Metro estimates that the proposed fare increase would generate $7.9 million in new
revenue in 2008 and $11.7 million when it is in place for a full year. If the proposed fare
increase is not approved, Metro will need to reduce some services to cover the shortfall
that would be created in the budget. Any reductions of this magnitude would affect the
quality and level of Metro service.
Original source here:
http://www.metrokc.gov/exec/news/2007/budget/Busfaresbackgrounder.pdf
“I think the sudden and unexpected increased ridership is more of a headache for Metro than a source of increased revenue.”
– If this is true, then that is really sad. Would they prefer lots of half empty buses? They are getting a ton more customers. They should be thrilled.
“I don’t know anyone who wasn’t expecting some kind of fuel surcharge.”

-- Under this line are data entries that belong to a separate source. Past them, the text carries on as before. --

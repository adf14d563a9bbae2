//! Integration tests for the TURF core, driven through the `Book`.

mod boundaries;
mod concurrency;
mod fixtures;
mod race_day;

– Uh, me? They just increased fares. Now they want to again just for fuel? Prices have been increasing for a while now, and they could have easily included that into the other increase. They need to act like everyone else and go over their budget and be a little more careful with their money.
I think the fuel increasesnwe are seeing at the pump are having the same effect on everyone else’s budget..

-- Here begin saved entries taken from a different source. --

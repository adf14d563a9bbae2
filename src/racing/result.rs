//! Official race result: finishing order and times.

use chrono::NaiveDateTime;
use serde::{Deserialize, Serialize};
use std::collections::{BTreeMap, HashMap};
use std::time::Duration;
use tracing::warn;

#[derive(Debug, Clone, PartialEq, Serialize, Deserialize)]
pub struct RaceResult {
    pub race_id: String,
    pub created_at: NaiveDateTime,
    positions: BTreeMap<u32, String>,
    times: HashMap<String, Duration>,
}

impl RaceResult {
    pub fn new(race_id: &str, created_at: NaiveDateTime) -> Self {
        Self {
            race_id: race_id.to_string(),
            created_at,
            positions: BTreeMap::new(),
            times: HashMap::new(),
        }
    }

    /// Record a finisher. Positions start at 1; a position or participant
    /// can only be written once.
    pub fn register_position(&mut self, position: u32, participant_id: &str, time: Duration) -> bool {
        if position == 0
            || self.positions.contains_key(&position)
            || self.times.contains_key(participant_id)
        {
            warn!(
                race_id = %self.race_id,
                position,
                participant_id,
                "Rejected duplicate or invalid result entry"
            );
            return false;
        }
        self.positions.insert(position, participant_id.to_string());
        self.times.insert(participant_id.to_string(), time);
        true
    }

    pub fn winner(&self) -> Option<&str> {
        self.participant_at(1)
    }

    pub fn participant_at(&self, position: u32) -> Option<&str> {
        self.positions.get(&position).map(String::as_str)
    }

    pub fn position_of(&self, participant_id: &str) -> Option<u32> {
        self.positions
            .iter()
            .find(|(_, id)| id.as_str() == participant_id)
            .map(|(pos, _)| *pos)
    }

    pub fn time_of(&self, participant_id: &str) -> Option<Duration> {
        self.times.get(participant_id).copied()
    }

    /// Participant ids by ascending position.
    pub fn finishing_order(&self) -> Vec<&str> {
        self.positions.values().map(String::as_str).collect()
    }

    pub fn is_complete(&self, total_participants: usize) -> bool {
        self.positions.len() == total_participants && self.times.len() == total_participants
    }

    pub fn len(&self) -> usize {
        self.positions.len()
    }

    pub fn is_empty(&self) -> bool {
        self.positions.is_empty()
    }
}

white center resident at 5:53 am – the thrill of getting tons more customers is for the policymakers and public. For Metro management it means overloaded buses, delays and more complaints. The fuel price spike has been in 2008, long after the recent (long-overdue) 25-cent fare increase was approved. It means that there is not enough money to keep even the number of routes and buses they run now. So what’s your alternative? Cutting service? Maybe a White Center route? Bad idea.
Well, I deal with this on a daily basis. I work for Metro, and on a daily basis, I hear about overcrowded buses and requests for more and bigger buses.
Metro could cut service to make up for the shortfall, leaving more people standing on already crowded buses. Metro makes a 2-year budget, and had no way of seeing into the futute that fuel prices would skyrocket. And with the economy tanking, the sales tax revenue has not been what was expected. I understand it is a hardship to many when the fare is raised, but the alternative would be most likely less bus service. And as for more electric buses, that’s not a reality for Metro right now. With 60′ trolleys being $1 million a piece and nearly $5 million a mile to electrify a route, it’s not economically feasible.
And as for getting additional revenue, bus wraps may be coming back. And I’m all for placing ads at bus shelters.
With more paying riders I would guess it’s the same math that’s used in justifying some tax increases. There are more residents (new homes,apartments,condos,etc) so taxes have to be raised for services, infrastructure,etc. I would think more new residences would equate to more tax revenue but apparently even more revenue needs to be added in the form of increases over more volume. Wish I could run a business like that.
Sorry, comment time is over.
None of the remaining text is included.